-- THE TASK --
The answer should contain each record below, repeated exactly.

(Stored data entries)
────

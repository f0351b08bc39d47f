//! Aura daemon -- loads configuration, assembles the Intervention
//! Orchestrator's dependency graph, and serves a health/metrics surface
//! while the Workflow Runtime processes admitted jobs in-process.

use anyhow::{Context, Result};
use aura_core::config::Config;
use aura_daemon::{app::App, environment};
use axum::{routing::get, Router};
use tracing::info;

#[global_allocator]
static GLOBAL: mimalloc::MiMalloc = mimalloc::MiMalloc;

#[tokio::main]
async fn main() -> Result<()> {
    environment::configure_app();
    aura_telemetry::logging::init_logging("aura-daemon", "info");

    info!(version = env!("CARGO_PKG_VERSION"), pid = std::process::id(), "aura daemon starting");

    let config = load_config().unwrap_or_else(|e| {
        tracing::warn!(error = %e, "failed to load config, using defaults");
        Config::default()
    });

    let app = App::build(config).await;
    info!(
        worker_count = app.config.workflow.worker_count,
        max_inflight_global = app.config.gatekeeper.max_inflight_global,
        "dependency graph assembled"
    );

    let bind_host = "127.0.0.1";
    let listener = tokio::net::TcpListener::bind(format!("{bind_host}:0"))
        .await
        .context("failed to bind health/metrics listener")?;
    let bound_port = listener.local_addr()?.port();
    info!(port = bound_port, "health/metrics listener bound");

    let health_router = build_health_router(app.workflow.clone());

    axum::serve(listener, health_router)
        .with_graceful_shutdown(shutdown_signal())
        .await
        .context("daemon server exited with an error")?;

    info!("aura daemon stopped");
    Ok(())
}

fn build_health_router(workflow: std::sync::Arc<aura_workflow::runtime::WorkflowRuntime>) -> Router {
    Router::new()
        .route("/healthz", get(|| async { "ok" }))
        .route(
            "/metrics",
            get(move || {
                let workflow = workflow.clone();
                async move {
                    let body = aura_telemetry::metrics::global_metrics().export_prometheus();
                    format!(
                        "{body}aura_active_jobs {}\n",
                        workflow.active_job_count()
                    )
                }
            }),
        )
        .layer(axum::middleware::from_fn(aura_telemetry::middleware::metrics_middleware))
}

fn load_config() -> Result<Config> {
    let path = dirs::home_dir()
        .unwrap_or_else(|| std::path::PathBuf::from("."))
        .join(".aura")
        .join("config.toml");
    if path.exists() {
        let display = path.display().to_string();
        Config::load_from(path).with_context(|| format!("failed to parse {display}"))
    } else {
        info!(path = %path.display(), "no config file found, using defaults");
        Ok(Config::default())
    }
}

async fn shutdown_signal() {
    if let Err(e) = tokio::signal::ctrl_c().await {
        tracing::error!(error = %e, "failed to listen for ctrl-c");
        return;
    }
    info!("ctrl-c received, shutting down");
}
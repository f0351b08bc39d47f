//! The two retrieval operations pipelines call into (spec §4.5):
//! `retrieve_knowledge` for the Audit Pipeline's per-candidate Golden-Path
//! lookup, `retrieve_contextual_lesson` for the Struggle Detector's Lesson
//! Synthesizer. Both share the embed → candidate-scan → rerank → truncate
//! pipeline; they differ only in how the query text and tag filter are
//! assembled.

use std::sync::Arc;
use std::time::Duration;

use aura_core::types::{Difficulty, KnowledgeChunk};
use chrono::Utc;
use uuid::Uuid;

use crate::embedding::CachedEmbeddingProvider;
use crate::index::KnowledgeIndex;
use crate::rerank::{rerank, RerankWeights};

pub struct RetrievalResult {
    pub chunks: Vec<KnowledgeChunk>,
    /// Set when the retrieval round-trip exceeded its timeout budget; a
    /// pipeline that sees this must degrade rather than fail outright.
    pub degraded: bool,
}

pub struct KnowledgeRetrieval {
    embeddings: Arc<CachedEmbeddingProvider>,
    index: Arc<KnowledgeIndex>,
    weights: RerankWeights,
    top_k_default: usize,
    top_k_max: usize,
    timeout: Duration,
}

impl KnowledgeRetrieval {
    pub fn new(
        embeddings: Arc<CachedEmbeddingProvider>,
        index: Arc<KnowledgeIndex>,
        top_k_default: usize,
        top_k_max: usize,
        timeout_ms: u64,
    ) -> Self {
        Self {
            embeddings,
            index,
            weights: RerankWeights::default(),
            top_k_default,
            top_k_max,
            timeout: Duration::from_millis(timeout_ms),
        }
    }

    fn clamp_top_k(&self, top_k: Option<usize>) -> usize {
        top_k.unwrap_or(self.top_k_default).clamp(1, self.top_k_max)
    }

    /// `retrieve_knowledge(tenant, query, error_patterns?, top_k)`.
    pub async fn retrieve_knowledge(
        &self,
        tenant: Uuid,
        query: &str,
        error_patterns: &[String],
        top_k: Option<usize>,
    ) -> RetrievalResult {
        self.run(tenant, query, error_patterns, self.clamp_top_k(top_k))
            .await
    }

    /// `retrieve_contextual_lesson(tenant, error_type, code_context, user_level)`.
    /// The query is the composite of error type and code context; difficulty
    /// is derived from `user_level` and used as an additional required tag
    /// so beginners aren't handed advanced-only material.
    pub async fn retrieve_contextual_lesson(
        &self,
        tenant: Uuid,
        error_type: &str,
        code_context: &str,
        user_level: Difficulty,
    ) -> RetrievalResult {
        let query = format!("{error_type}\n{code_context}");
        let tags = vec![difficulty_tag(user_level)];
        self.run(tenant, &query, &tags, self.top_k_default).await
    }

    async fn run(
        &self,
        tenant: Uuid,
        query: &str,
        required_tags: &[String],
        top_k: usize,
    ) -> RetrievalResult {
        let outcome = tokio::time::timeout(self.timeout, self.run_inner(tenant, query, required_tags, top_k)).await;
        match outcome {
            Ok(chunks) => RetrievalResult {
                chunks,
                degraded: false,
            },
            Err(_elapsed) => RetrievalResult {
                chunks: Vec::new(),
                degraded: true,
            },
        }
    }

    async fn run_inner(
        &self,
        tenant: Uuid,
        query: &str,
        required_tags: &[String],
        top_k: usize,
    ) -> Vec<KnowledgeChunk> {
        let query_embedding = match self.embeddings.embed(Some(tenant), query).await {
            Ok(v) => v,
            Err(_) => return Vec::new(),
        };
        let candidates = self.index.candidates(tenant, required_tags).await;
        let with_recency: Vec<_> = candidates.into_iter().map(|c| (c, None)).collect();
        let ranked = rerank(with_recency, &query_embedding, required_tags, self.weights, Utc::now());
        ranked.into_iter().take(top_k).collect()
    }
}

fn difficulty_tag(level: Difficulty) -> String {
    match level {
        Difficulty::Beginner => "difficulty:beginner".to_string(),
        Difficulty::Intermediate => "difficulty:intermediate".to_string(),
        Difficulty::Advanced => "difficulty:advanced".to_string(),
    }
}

────

-- ANSWER BELOW --
repository f0351b08bc39d47f
//! Aura daemon -- loads configuration, assembles the Intervention
//! Orchestrator's dependency graph, and serves a health/metrics surface
//! while the Workflow Runtime processes admitted jobs in-process.

use anyhow::{Context, Result};
use aura_core::config::Config;
use aura_daemon::{app::App, environment};
use axum::{routing::get, Router};
use tracing::info;

#[global_allocator]
static GLOBAL: mimalloc::MiMalloc = mimalloc::MiMalloc;

#[tokio::main]
async fn main() -> Result<()> {
    environment::configure_app();
    aura_telemetry::logging::init_logging("aura-daemon", "info");

    info!(version = env!("CARGO_PKG_VERSION"), pid = std::process::id(), "aura daemon starting");

    let config = load_config().unwrap_or_else(|e| {
        tracing::warn!(error = %e, "failed to load config, using defaults");
        Config::default()
    });

    let app = App::build(config).await;
    info!(
        worker_count = app.config.workflow.worker_count,
        max_inflight_global = app.config.gatekeeper.max_inflight_global,
        "dependency graph assembled"
    );

    let bind_host = "127.0.0.1";
    let listener = tokio::net::TcpListener::bind(format!("{bind_host}:0"))
        .await
        .context("failed to bind health/metrics listener")?;
    let bound_port = listener.local_addr()?.port();
    info!(port = bound_port, "health/metrics listener bound");

    let health_router = build_health_router(app.workflow.clone());

    axum::serve(listener, health_router)
        .with_graceful_shutdown(shutdown_signal())
        .await
        .context("daemon server exited with an error")?;

    info!("aura daemon stopped");
    Ok(())
}

fn build_health_router(workflow: std::sync::Arc<aura_workflow::runtime::WorkflowRuntime>) -> Router {
    Router::new()
        .route("/healthz", get(|| async { "ok" }))
        .route(
            "/metrics",
            get(move || {
                let workflow = workflow.clone();
                async move {
                    let body = aura_telemetry::metrics::global_metrics().export_prometheus();
                    format!(
                        "{body}aura_active_jobs {}\n",
                        workflow.active_job_count()
                    )
                }
            }),
        )
        .layer(axum::middleware::from_fn(aura_telemetry::middleware::metrics_middleware))
}

fn load_config() -> Result<Config> {
    let path = dirs::home_dir()
        .unwrap_or_else(|| std::path::PathBuf::from("."))
        .join(".aura")
        .join("config.toml");
    if path.exists() {
        let display = path.display().to_string();
        Config::load_from(path).with_context(|| format!("failed to parse {display}"))
    } else {
        info!(path = %path.display(), "no config file found, using defaults");
        Ok(Config::default())
    }
}

async fn shutdown_signal() {
    if let Err(e) = tokio::signal::ctrl_c().await {
        tracing::error!(error = %e, "failed to listen for ctrl-c");
        return;
    }
    info!("ctrl-c received, shutting down");
}
repository f0351b08bc39d47f
//! The two retrieval operations pipelines call into (spec §4.5):
//! `retrieve_knowledge` for the Audit Pipeline's per-candidate Golden-Path
//! lookup, `retrieve_contextual_lesson` for the Struggle Detector's Lesson
//! Synthesizer. Both share the embed → candidate-scan → rerank → truncate
//! pipeline; they differ only in how the query text and tag filter are
//! assembled.

use std::sync::Arc;
use std::time::Duration;

use aura_core::types::{Difficulty, KnowledgeChunk};
use chrono::Utc;
use uuid::Uuid;

use crate::embedding::CachedEmbeddingProvider;
use crate::index::KnowledgeIndex;
use crate::rerank::{rerank, RerankWeights};

pub struct RetrievalResult {
    pub chunks: Vec<KnowledgeChunk>,
    /// Set when the retrieval round-trip exceeded its timeout budget; a
    /// pipeline that sees this must degrade rather than fail outright.
    pub degraded: bool,
}

pub struct KnowledgeRetrieval {
    embeddings: Arc<CachedEmbeddingProvider>,
    index: Arc<KnowledgeIndex>,
    weights: RerankWeights,
    top_k_default: usize,
    top_k_max: usize,
    timeout: Duration,
}

impl KnowledgeRetrieval {
    pub fn new(
        embeddings: Arc<CachedEmbeddingProvider>,
        index: Arc<KnowledgeIndex>,
        top_k_default: usize,
        top_k_max: usize,
        timeout_ms: u64,
    ) -> Self {
        Self {
            embeddings,
            index,
            weights: RerankWeights::default(),
            top_k_default,
            top_k_max,
            timeout: Duration::from_millis(timeout_ms),
        }
    }

    fn clamp_top_k(&self, top_k: Option<usize>) -> usize {
        top_k.unwrap_or(self.top_k_default).clamp(1, self.top_k_max)
    }

    /// `retrieve_knowledge(tenant, query, error_patterns?, top_k)`.
    pub async fn retrieve_knowledge(
        &self,
        tenant: Uuid,
        query: &str,
        error_patterns: &[String],
        top_k: Option<usize>,
    ) -> RetrievalResult {
        self.run(tenant, query, error_patterns, self.clamp_top_k(top_k))
            .await
    }

    /// `retrieve_contextual_lesson(tenant, error_type, code_context, user_level)`.
    /// The query is the composite of error type and code context; difficulty
    /// is derived from `user_level` and used as an additional required tag
    /// so beginners aren't handed advanced-only material.
    pub async fn retrieve_contextual_lesson(
        &self,
        tenant: Uuid,
        error_type: &str,
        code_context: &str,
        user_level: Difficulty,
    ) -> RetrievalResult {
        let query = format!("{error_type}\n{code_context}");
        let tags = vec![difficulty_tag(user_level)];
        self.run(tenant, &query, &tags, self.top_k_default).await
    }

    async fn run(
        &self,
        tenant: Uuid,
        query: &str,
        required_tags: &[String],
        top_k: usize,
    ) -> RetrievalResult {
        let outcome = tokio::time::timeout(self.timeout, self.run_inner(tenant, query, required_tags, top_k)).await;
        match outcome {
            Ok(chunks) => RetrievalResult {
                chunks,
                degraded: false,
            },
            Err(_elapsed) => RetrievalResult {
                chunks: Vec::new(),
                degraded: true,
            },
        }
    }

    async fn run_inner(
        &self,
        tenant: Uuid,
        query: &str,
        required_tags: &[String],
        top_k: usize,
    ) -> Vec<KnowledgeChunk> {
        let query_embedding = match self.embeddings.embed(Some(tenant), query).await {
            Ok(v) => v,
            Err(_) => return Vec::new(),
        };
        let candidates = self.index.candidates(tenant, required_tags).await;
        let with_recency: Vec<_> = candidates.into_iter().map(|c| (c, None)).collect();
        let ranked = rerank(with_recency, &query_embedding, required_tags, self.weights, Utc::now());
        ranked.into_iter().take(top_k).collect()
    }
}

fn difficulty_tag(level: Difficulty) -> String {
    match level {
        Difficulty::Beginner => "difficulty:beginner".to_string(),
        Difficulty::Intermediate => "difficulty:intermediate".to_string(),
        Difficulty::Advanced => "difficulty:advanced".to_string(),
    }
}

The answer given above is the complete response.